Destacava também os avanços econômicos
obtidos naqueles vinte anos, mas, ao justificar sua adesão aos militares em
1964, deixava clara a sua crença de que a intervenção fora imprescindível para
a manutenção da democracia e, depois, para conter a irrupção da guerrilha
urbana. E, ainda, revelava que a relação de apoio editorial ao regime, embora
duradoura, não fora todo o tempo tranquila. Nas palavras dele: “Temos
permanecido fiéis aos seus objetivos [da revolução], embora conflitando em várias
oportunidades com aqueles que pretenderam assumir a autoria do processo
revolucionário, esquecendo-se de que os acontecimentos se iniciaram, como
reconheceu o marechal Costa e Silva, ‘por exigência inelutável do povo
brasileiro’. Sem povo, não haveria revolução, mas apenas um ‘pronunciamento’ ou
‘golpe’, com o qual não estaríamos solidários.”
Não eram palavras vazias.
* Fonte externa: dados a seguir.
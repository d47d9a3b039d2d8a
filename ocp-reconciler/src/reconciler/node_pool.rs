//! Standalone node pool flows.

use super::{Reconciler, primary_object};
use crate::differ::NodePoolDiffer;
use ocp_core::{
    NodePoolCreateRequest, NodePoolId, NodePoolSpec, NodePoolState, OcpError, ResourceApi, Result,
    Submission,
};
use std::slice;

fn tracked_id(state: &NodePoolState) -> Result<&NodePoolId> {
    state.id.as_ref().ok_or_else(|| {
        OcpError::validation(format!("node pool '{}' has not been created", state.name))
    })
}

impl<A: ResourceApi> Reconciler<A> {
    /// Create a node pool in an existing cluster.
    ///
    /// The backend answers either with an operation, which is awaited, or
    /// with the created pool, which is fetched right away.
    pub async fn create_node_pool(&self, spec: &NodePoolSpec) -> Result<NodePoolState> {
        let cluster = spec.validate_standalone()?;

        tracing::info!(
            node_pool = %spec.name,
            cluster_id = %cluster,
            count = spec.node_count,
            autoscale = spec.autoscale,
            "Creating node pool"
        );

        let request = NodePoolCreateRequest::standalone(spec);
        let id = match self.api.create_node_pool(&request).await? {
            Submission::Operation(handle) => {
                tracing::info!(
                    node_pool = %spec.name,
                    operation_id = %handle.operation_id,
                    "Node pool creation submitted"
                );
                let record = self
                    .await_operation(&handle, self.node_pool_timeouts.create)
                    .await?;
                NodePoolId::new(primary_object(&record)?)
            }
            Submission::Created { id } => id,
        };

        let pool = self
            .api
            .get_node_pool(&id)
            .await?
            .ok_or_else(|| OcpError::NotFound {
                kind: "node pool",
                id: id.to_string(),
            })?;

        tracing::info!(node_pool_id = %pool.id, status = %pool.status, "Node pool created");
        Ok(NodePoolState::observed(spec, &pool))
    }

    /// Refresh a tracked node pool. `None` means the pool no longer exists.
    pub async fn read_node_pool(&self, state: &NodePoolState) -> Result<Option<NodePoolState>> {
        let id = tracked_id(state)?;
        match self.api.get_node_pool(id).await? {
            Some(pool) => Ok(Some(NodePoolState::observed(&state.as_spec(), &pool))),
            None => {
                tracing::info!(node_pool_id = %id, "Node pool no longer exists");
                Ok(None)
            }
        }
    }

    /// Apply a scaling change to a standalone pool.
    ///
    /// Uses the same rule as the cluster's pools: one update with the whole
    /// scaling triple when any part of it changed, answer merged back.
    pub async fn update_node_pool(
        &self,
        previous: &NodePoolState,
        desired: &NodePoolSpec,
    ) -> Result<NodePoolState> {
        desired.validate_standalone()?;
        let id = tracked_id(previous)?;

        if previous.as_spec().requires_replacement(desired) {
            return Err(OcpError::validation(format!(
                "node pool '{}' must be replaced to change name, cluster, flavor, labels or taints",
                previous.name
            )));
        }

        let mut declared = previous.clone();
        declared.redeclare(desired);

        self.within(
            format!("update node pool {id}"),
            self.node_pool_timeouts.update,
            async {
                NodePoolDiffer::new(&self.api)
                    .apply(slice::from_ref(previous), slice::from_mut(&mut declared))
                    .await
            },
        )
        .await?;

        Ok(declared)
    }

    /// Delete a node pool, waiting for the operation when there is one.
    pub async fn delete_node_pool(&self, state: &NodePoolState) -> Result<()> {
        let id = tracked_id(state)?;
        tracing::info!(node_pool_id = %id, "Deleting node pool");

        match self.api.delete_node_pool(id).await? {
            Some(handle) => {
                self.await_operation(&handle, self.node_pool_timeouts.delete)
                    .await?;
            }
            None => tracing::debug!(node_pool_id = %id, "Node pool deleted synchronously"),
        }

        tracing::info!(node_pool_id = %id, "Node pool deleted");
        Ok(())
    }
}
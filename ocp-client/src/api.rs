//! [`ResourceApi`] over HTTP.

use crate::client::Client;
use ocp_core::{
    ApiFuture, Cluster, ClusterCreateRequest, ClusterId, ClusterPatch, ClusterUpdate, NodePool,
    NodePoolCreateRequest, NodePoolId, NodePoolScaling, OperationHandle, OperationId,
    OperationRecord, ResourceApi, Submission,
};

impl ResourceApi for Client {
    fn create_cluster<'a>(
        &'a self,
        request: &'a ClusterCreateRequest,
    ) -> ApiFuture<'a, OperationHandle> {
        Box::pin(async move { Ok(Client::create_cluster(self, request).await?) })
    }

    fn get_cluster<'a>(&'a self, id: &'a ClusterId) -> ApiFuture<'a, Option<Cluster>> {
        Box::pin(async move { Ok(Client::get_cluster(self, id).await?) })
    }

    fn update_cluster<'a>(
        &'a self,
        id: &'a ClusterId,
        update: &'a ClusterUpdate,
    ) -> ApiFuture<'a, ClusterPatch> {
        Box::pin(async move { Ok(Client::update_cluster(self, id, update).await?) })
    }

    fn delete_cluster<'a>(&'a self, id: &'a ClusterId) -> ApiFuture<'a, OperationHandle> {
        Box::pin(async move { Ok(Client::delete_cluster(self, id).await?) })
    }

    fn create_node_pool<'a>(
        &'a self,
        request: &'a NodePoolCreateRequest,
    ) -> ApiFuture<'a, Submission> {
        Box::pin(async move { Ok(Client::create_node_pool(self, request).await?) })
    }

    fn get_node_pool<'a>(&'a self, id: &'a NodePoolId) -> ApiFuture<'a, Option<NodePool>> {
        Box::pin(async move { Ok(Client::get_node_pool(self, id).await?) })
    }

    fn update_node_pool<'a>(
        &'a self,
        id: &'a NodePoolId,
        scaling: &'a NodePoolScaling,
    ) -> ApiFuture<'a, NodePoolScaling> {
        Box::pin(async move { Ok(Client::update_node_pool(self, id, scaling).await?) })
    }

    fn delete_node_pool<'a>(
        &'a self,
        id: &'a NodePoolId,
    ) -> ApiFuture<'a, Option<OperationHandle>> {
        Box::pin(async move { Ok(Client::delete_node_pool(self, id).await?) })
    }

    fn get_operation<'a>(&'a self, id: &'a OperationId) -> ApiFuture<'a, OperationRecord> {
        Box::pin(async move { Ok(Client::get_operation(self, id).await?) })
    }
}
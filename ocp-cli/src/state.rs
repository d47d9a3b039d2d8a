//! Observed-state file.
//!
//! The last state the backend reported for every managed resource, written
//! after each change so an interrupted run loses nothing it already did.

use anyhow::{Context, Result};
use chrono::{DateTime, Utc};
use ocp_core::{ClusterState, NodePoolState, same_name};
use serde::{Deserialize, Serialize};
use std::path::Path;

/// Format version written into new files.
const FORMAT_VERSION: u32 = 1;

/// Contents of the state file.
#[derive(Debug, Clone, PartialEq, Serialize, Deserialize)]
pub struct StateFile {
    /// File format version.
    pub version: u32,
    /// Incremented on every save.
    #[serde(default)]
    pub serial: u64,
    /// Time of the last save.
    #[serde(default)]
    pub updated_at: Option<DateTime<Utc>>,
    /// Managed cluster.
    #[serde(default)]
    pub cluster: Option<ClusterState>,
    /// Managed standalone node pools.
    #[serde(default)]
    pub node_pools: Vec<NodePoolState>,
}

impl Default for StateFile {
    fn default() -> Self {
        Self {
            version: FORMAT_VERSION,
            serial: 0,
            updated_at: None,
            cluster: None,
            node_pools: Vec::new(),
        }
    }
}

impl StateFile {
    /// Read a state file. A missing file is an empty state.
    pub fn load(path: &Path) -> Result<Self> {
        if !path.exists() {
            tracing::debug!(path = %path.display(), "No state file, starting empty");
            return Ok(Self::default());
        }

        let content = std::fs::read_to_string(path)
            .with_context(|| format!("Failed to read state file: {}", path.display()))?;
        let state: Self = serde_json::from_str(&content)
            .with_context(|| format!("Failed to parse state file: {}", path.display()))?;

        if state.version > FORMAT_VERSION {
            anyhow::bail!(
                "state file {} has format version {}, this build reads up to {}",
                path.display(),
                state.version,
                FORMAT_VERSION
            );
        }
        Ok(state)
    }

    /// Write the state through a temporary file and a rename.
    pub fn save(&mut self, path: &Path) -> Result<()> {
        self.serial += 1;
        self.updated_at = Some(Utc::now());

        let content = serde_json::to_string_pretty(self).context("Failed to encode state")?;
        let tmp = path.with_extension("tmp");
        std::fs::write(&tmp, content)
            .with_context(|| format!("Failed to write state file: {}", tmp.display()))?;
        std::fs::rename(&tmp, path)
            .with_context(|| format!("Failed to replace state file: {}", path.display()))?;

        tracing::debug!(path = %path.display(), serial = self.serial, "State saved");
        Ok(())
    }

    /// True when nothing is tracked.
    pub fn is_empty(&self) -> bool {
        self.cluster.is_none() && self.node_pools.is_empty()
    }

    /// Tracked standalone pool with this name.
    pub fn node_pool(&self, name: &str) -> Option<&NodePoolState> {
        self.node_pools.iter().find(|pool| same_name(&pool.name, name))
    }

    /// Insert or replace the tracked pool with the same name.
    pub fn put_node_pool(&mut self, pool: NodePoolState) {
        match self
            .node_pools
            .iter_mut()
            .find(|tracked| same_name(&tracked.name, &pool.name))
        {
            Some(tracked) => *tracked = pool,
            None => self.node_pools.push(pool),
        }
    }

    /// Stop tracking the pool with this name.
    pub fn remove_node_pool(&mut self, name: &str) {
        self.node_pools.retain(|pool| !same_name(&pool.name, name));
    }
}
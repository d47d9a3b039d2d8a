//! Version command - show version information.

use anyhow::Result;

/// Version information.
const VERSION: &str = env!("CARGO_PKG_VERSION");

/// Run the version command.
pub fn run() -> Result<()> {
    println!("ocp - OCP cluster reconciler");
    println!();
    println!("Version:     {}", VERSION);
    println!(
        "Platform:    {} / {}",
        std::env::consts::OS,
        std::env::consts::ARCH
    );
    println!();
    println!("Components:");
    println!("  ocp-core        Records, errors, configuration, backend trait");
    println!("  ocp-client      HTTP client for the backend API");
    println!("  ocp-reconciler  Operation poller, node pool differ, reconciler");
    println!("  ocp-cli         Command-line interface");

    Ok(())
}
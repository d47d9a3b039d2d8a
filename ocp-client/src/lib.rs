//! Rust client for the OCP (OneCloud Planet) backend API.
//!
//! This crate talks to the REST API that manages Kubernetes clusters and
//! their node pools, and implements [`ocp_core::ResourceApi`] so the
//! reconciler can drive it.
//!
//! # Features
//!
//! - Token authentication (`Authorization: OpenAPIToken <token>`)
//! - Cluster and node pool create/read/update/delete
//! - Operation status lookups
//! - Read-only catalogs: flavors, Kubernetes versions, networking, addons
//!
//! # Example
//!
//! ```no_run
//! use ocp_client::Client;
//! use ocp_core::ProviderConfig;
//!
//! # async fn example() -> Result<(), Box<dyn std::error::Error>> {
//! let config = ProviderConfig::from_env()?;
//! let client = Client::new(&config)?;
//!
//! for flavor in client.flavors().await? {
//!     println!("{}: {} vCPU", flavor.name, flavor.vcpus);
//! }
//! # Ok(())
//! # }
//! ```
//!
//! # Error Handling
//!
//! Inherent methods return `Result<T, ClientError>`; through the
//! `ResourceApi` trait the same failures arrive as [`ocp_core::OcpError`]:
//!
//! ```no_run
//! # use ocp_client::{Client, ClientError};
//! # use ocp_core::{OperationId, ProviderConfig};
//! # async fn example() -> Result<(), Box<dyn std::error::Error>> {
//! # let client = Client::new(&ProviderConfig::from_env()?)?;
//! match client.get_operation(&OperationId::new("op-1")).await {
//!     Ok(record) => println!("status: {}", record.status),
//!     Err(ClientError::Api { status: 404, .. }) => println!("not visible yet"),
//!     Err(e) => println!("Error: {}", e),
//! }
//! # Ok(())
//! # }
//! ```

mod api;
mod catalog;
mod client;
mod clusters;
mod error;
mod node_pools;
mod operations;

pub use catalog::{ClusterAddon, ClusterVersion, Flavor, Image, Networking, Release};
pub use client::Client;
pub use error::{ClientError, Result};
Em todas as
encruzilhadas institucionais por que passou o país no período em que esteve à
frente do jornal, Roberto Marinho sempre esteve ao lado da legalidade. Cobrou
de Getúlio uma constituinte que institucionalizasse a Revolução de 30, foi
contra o Estado Novo, apoiou com vigor a Constituição de 1946 e defendeu a
posse de Juscelino Kubistchek em 1955, quando esta fora questionada por setores
civis e militares.
Durante a ditadura de 1964, sempre se
posicionou com firmeza contra a perseguição a jornalistas de esquerda: como é
notório, fez questão de abrigar muitos deles na redação do GLOBO. São muitos e
conhecidos os depoimentos que dão conta de que ele fazia questão de acompanhar
funcionários de O GLOBO chamados a depor: acompanhava-os pessoalmente para
evitar que desaparecessem. Instado algumas vezes a dar a lista dos “comunistas”
que trabalhavam no jornal, sempre se negou, de maneira desafiadora.
Ficou famosa a sua frase ao general
Juracy Magalhães, ministro da Justiça do presidente Castello Branco: “Cuide de
seus comunistas, que eu cuido dos meus”. Nos vinte anos durante os quais a
ditadura perdurou, O GLOBO, nos períodos agudos de crise, mesmo sem retirar o
apoio aos militares, sempre cobrou deles o restabelecimento, no menor prazo
possível, da normalidade democrática.
Contextos históricos são necessários na
análise do posicionamento de pessoas e instituições, mais ainda em rupturas institucionais.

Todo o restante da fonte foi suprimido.